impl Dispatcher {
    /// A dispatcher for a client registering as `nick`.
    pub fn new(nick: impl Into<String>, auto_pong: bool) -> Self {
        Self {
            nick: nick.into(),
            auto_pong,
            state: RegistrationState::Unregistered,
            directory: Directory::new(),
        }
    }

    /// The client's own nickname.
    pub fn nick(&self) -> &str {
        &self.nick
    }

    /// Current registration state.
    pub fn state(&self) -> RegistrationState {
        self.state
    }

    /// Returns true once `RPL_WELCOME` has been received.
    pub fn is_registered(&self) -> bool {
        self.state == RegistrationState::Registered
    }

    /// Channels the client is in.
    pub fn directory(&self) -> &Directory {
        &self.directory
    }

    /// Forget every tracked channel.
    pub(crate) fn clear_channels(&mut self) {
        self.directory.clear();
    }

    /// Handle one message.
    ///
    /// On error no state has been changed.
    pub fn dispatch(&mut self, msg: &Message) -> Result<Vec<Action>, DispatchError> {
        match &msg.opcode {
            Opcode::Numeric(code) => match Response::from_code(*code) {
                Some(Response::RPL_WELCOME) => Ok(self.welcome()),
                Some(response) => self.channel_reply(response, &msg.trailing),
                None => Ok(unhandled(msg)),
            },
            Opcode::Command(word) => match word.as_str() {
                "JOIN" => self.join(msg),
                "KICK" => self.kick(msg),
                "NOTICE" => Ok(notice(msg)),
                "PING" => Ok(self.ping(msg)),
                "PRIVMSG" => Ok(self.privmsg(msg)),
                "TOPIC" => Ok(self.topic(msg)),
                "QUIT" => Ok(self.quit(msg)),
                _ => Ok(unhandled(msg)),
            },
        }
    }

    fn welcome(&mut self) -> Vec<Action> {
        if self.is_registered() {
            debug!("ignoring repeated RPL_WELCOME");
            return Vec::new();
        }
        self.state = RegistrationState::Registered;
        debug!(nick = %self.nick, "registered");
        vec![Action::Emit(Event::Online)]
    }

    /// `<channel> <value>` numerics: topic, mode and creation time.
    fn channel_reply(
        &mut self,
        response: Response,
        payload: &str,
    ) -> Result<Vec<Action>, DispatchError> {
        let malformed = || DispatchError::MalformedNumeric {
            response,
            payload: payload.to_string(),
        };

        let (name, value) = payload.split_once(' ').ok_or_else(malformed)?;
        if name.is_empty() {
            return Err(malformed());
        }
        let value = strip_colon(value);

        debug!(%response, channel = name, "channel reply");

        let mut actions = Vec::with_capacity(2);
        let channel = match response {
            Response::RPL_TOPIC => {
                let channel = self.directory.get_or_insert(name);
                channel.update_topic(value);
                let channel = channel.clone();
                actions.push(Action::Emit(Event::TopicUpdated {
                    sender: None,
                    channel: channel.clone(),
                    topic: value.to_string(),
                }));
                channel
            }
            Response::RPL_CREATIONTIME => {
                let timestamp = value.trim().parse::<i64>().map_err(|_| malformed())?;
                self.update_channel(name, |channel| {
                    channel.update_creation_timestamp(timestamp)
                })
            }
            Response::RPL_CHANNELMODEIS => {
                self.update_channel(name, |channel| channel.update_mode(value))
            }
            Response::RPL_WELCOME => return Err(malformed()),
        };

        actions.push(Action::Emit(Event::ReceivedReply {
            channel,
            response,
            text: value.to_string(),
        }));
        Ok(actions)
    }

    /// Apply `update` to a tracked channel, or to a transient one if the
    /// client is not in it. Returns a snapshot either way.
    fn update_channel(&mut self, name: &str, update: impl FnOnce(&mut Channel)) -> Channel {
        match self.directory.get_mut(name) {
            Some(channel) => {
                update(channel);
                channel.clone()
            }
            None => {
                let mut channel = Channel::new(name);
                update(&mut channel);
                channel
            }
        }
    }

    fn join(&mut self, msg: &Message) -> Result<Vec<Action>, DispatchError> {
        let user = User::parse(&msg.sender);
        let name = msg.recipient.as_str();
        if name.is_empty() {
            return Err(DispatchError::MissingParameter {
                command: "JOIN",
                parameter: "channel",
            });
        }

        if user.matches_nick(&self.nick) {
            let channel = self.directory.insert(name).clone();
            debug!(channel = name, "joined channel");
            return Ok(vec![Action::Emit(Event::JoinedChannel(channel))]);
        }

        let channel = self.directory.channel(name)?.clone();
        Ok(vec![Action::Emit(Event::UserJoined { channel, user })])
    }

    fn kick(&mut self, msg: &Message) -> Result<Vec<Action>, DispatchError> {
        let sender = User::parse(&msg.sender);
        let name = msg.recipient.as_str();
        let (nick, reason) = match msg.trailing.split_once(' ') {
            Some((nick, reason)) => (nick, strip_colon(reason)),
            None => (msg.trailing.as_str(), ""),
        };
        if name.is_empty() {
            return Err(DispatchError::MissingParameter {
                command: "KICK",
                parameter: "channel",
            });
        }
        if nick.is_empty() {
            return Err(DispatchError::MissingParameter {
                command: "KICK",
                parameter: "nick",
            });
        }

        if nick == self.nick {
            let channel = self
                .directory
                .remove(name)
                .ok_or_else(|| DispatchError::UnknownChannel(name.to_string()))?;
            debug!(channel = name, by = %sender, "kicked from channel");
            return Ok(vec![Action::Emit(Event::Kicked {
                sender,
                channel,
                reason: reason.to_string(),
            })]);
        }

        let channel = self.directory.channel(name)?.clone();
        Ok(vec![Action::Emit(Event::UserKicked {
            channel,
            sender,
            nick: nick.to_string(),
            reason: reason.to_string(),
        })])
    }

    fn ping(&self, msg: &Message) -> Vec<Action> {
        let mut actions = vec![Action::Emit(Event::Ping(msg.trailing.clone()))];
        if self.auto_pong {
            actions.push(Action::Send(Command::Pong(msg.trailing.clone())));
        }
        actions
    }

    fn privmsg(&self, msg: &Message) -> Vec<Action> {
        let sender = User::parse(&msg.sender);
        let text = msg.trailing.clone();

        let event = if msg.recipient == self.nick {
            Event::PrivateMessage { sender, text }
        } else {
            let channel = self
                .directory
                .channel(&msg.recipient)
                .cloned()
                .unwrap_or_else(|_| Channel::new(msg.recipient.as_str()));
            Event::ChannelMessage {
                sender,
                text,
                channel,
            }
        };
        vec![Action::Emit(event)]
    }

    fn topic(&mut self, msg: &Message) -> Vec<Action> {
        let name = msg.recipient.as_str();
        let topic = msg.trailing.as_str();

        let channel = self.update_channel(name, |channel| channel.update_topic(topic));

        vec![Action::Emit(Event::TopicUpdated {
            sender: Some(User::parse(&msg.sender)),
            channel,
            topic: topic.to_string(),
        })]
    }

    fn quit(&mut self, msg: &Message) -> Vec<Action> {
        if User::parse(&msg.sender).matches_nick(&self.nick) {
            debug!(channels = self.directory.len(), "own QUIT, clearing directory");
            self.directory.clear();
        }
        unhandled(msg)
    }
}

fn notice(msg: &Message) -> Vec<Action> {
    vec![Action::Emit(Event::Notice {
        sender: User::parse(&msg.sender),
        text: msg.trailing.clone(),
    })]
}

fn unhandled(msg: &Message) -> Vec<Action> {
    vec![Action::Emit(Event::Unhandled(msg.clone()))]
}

About this exercise: Work out how many lines of the data include the word "impl". Then write only that number.

The answer: 3